The tapering phase in sports annual planning typically refers to a reduction in workload that precedes key competitions. It is intended to allow athletes to have the physical and mental energy for the main competition.
In soccer there typically is a regular season and I don’t believe that each game is a main competition. The regular season and practice/game planning falls into the competitive phase. This is why I suggest that the tapering phase occurs after the regular season, but only if there is another competition to follow. There are many examples of post-season competitions in soccer:
- many leagues have play-offs, particularly in educational environments (High School, College/University), but also in professional settings. The North American MLS has play-offs, European leagues have promotion/relegation games.
- at the professional level there are international club competitions which have the championship game played after the national leagues have concluded play (such as UEFA Champions League)
- at the international level there could be summer tournaments, such as EURO, Copa America, FIFA World Cup
- in northern climates there are indoor competitions, quite often in tournament format. The outdoor season may end in November and indoor tournaments start in January. So there could be a tapering phase just prior to the tournament.
The objective of the tapering phase is for your athletes and team to be regenerated and at peak performance for the key competition.
Specific deliverables are:
- each player and the team are 100% ready for the main competition
- the opponents have been scouted and a game plan is prepared
- the team is ready to adjust the game plan depending on unforeseen events (for example opponent has different formation than anticipated)

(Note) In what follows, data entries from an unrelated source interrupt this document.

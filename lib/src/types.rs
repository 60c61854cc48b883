mod block;
mod share;
mod transaction;

pub use block::{
    Block, BlockHeader, FloatingInteger, average_attempts_to_target, target_to_average_attempts,
};
pub use share::{
    Punishment, RawShare, Share, ShareContents, ShareData, ShareInfo, StaleInfo,
    generate_share_transaction, ref_hash,
};
pub use transaction::{OutPoint, Script, Transaction, TxIn, TxOut, sigop_count};
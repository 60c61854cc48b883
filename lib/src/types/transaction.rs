use crate::impl_pack;
use crate::pack::{Pack, PackError, Reader, read_var_bytes, write_var_bytes};
use crate::sha256::Hash;
use serde::{Deserialize, Deserializer, Serialize, Serializer};
use std::fmt;

/// Output script, used as the payout identity of a share.
#[derive(Clone, Debug, Default, PartialEq, Eq, Hash, PartialOrd, Ord)]
pub struct Script(pub Vec<u8>);

const OP_PUSHDATA1: u8 = 0x4c;
const OP_PUSHDATA2: u8 = 0x4d;
const OP_PUSHDATA4: u8 = 0x4e;
const OP_CHECKSIG: u8 = 0xac;
const OP_CHECKSIGVERIFY: u8 = 0xad;
const OP_CHECKMULTISIG: u8 = 0xae;
const OP_CHECKMULTISIGVERIFY: u8 = 0xaf;

impl Script {
    pub fn from_hex(s: &str) -> Result<Self, hex::FromHexError> {
        hex::decode(s).map(Script)
    }
    pub fn to_hex(&self) -> String {
        hex::encode(&self.0)
    }
    pub fn len(&self) -> usize {
        self.0.len()
    }
    pub fn is_empty(&self) -> bool {
        self.0.is_empty()
    }

    /// Legacy (inaccurate) signature operation count; multisig counts 20.
    pub fn sigop_count(&self) -> usize {
        sigop_count(&self.0)
    }
}

pub fn sigop_count(script: &[u8]) -> usize {
    let mut count = 0;
    let mut pos = 0;
    while pos < script.len() {
        let opcode = script[pos];
        pos += 1;
        let push = match opcode {
            1..OP_PUSHDATA1 => usize::from(opcode),
            OP_PUSHDATA1 => read_push_len(script, &mut pos, 1),
            OP_PUSHDATA2 => read_push_len(script, &mut pos, 2),
            OP_PUSHDATA4 => read_push_len(script, &mut pos, 4),
            OP_CHECKSIG | OP_CHECKSIGVERIFY => {
                count += 1;
                0
            }
            OP_CHECKMULTISIG | OP_CHECKMULTISIGVERIFY => {
                count += 20;
                0
            }
            _ => 0,
        };
        pos = pos.saturating_add(push);
    }
    count
}

fn read_push_len(script: &[u8], pos: &mut usize, width: usize) -> usize {
    let Some(bytes) = script.get(*pos..*pos + width) else {
        *pos = script.len();
        return 0;
    };
    *pos += width;
    bytes
        .iter()
        .rev()
        .fold(0usize, |acc, b| (acc << 8) | usize::from(*b))
}

impl fmt::Display for Script {
    fn fmt(&self, f: &mut fmt::Formatter) -> fmt::Result {
        write!(f, "{}", self.to_hex())
    }
}

impl Pack for Script {
    fn write(&self, out: &mut Vec<u8>) {
        write_var_bytes(&self.0, out);
    }
    fn read(reader: &mut Reader<'_>) -> Result<Self, PackError> {
        read_var_bytes(reader).map(Script)
    }
}

// scripts are hex strings in config files and persisted state
impl Serialize for Script {
    fn serialize<S: Serializer>(&self, serializer: S) -> Result<S::Ok, S::Error> {
        serializer.serialize_str(&self.to_hex())
    }
}

impl<'de> Deserialize<'de> for Script {
    fn deserialize<D: Deserializer<'de>>(deserializer: D) -> Result<Self, D::Error> {
        let s = String::deserialize(deserializer)?;
        Script::from_hex(&s).map_err(serde::de::Error::custom)
    }
}

#[derive(Serialize, Deserialize, Clone, Copy, Debug, PartialEq, Eq)]
pub struct OutPoint {
    pub hash: Hash,
    pub index: u32,
}
impl_pack!(OutPoint { hash, index });

impl OutPoint {
    /// The previous output of a coinbase input.
    pub fn null() -> Self {
        OutPoint {
            hash: Hash::zero(),
            index: u32::MAX,
        }
    }
}

#[derive(Serialize, Deserialize, Clone, Debug, PartialEq, Eq)]
pub struct TxIn {
    pub previous_output: OutPoint,
    pub script: Script,
    pub sequence: u32,
}
impl_pack!(TxIn {
    previous_output,
    script,
    sequence
});

#[derive(Serialize, Deserialize, Clone, Debug, PartialEq, Eq)]
pub struct TxOut {
    pub value: u64,
    pub script: Script,
}
impl_pack!(TxOut { value, script });

#[derive(Serialize, Deserialize, Clone, Debug, PartialEq, Eq)]
pub struct Transaction {
    pub version: u32,
    pub tx_ins: Vec<TxIn>,
    pub tx_outs: Vec<TxOut>,
    pub lock_time: u32,
}
impl_pack!(Transaction {
    version,
    tx_ins,
    tx_outs,
    lock_time
});

impl Transaction {
    pub fn hash(&self) -> Hash {
        Hash::of(self)
    }
    pub fn is_coinbase(&self) -> bool {
        self.tx_ins.len() == 1 && self.tx_ins[0].previous_output == OutPoint::null()
    }
    pub fn total_output(&self) -> u64 {
        self.tx_outs.iter().map(|out| out.value).sum()
    }
}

This is the time when training may focus on specific aspects of the four pillars of soccer (technical, tactical, physical fitness, mental fitness) that need improvement based on a review of the regular season. It is recommended to work with the entire team, with functional units (defense, midfield, offense), or with individual athletes as required. But always keep the future opponent and game plan in mind when selecting areas to improve. For example if the season showed that the team was weak in pressing the opponent and got caught out of position and balance, but the game plan for the next game is to absorb pressure and counterattack, then you may not want to work on pressing the opponent in their half. Again, it is the prioritized combination of learning from the season with the next game plan that should drive practice design.
Training volume is low, but intensity is high. A key focus should be mental preparation so that individual players and the entire team enter the key competition with confidence.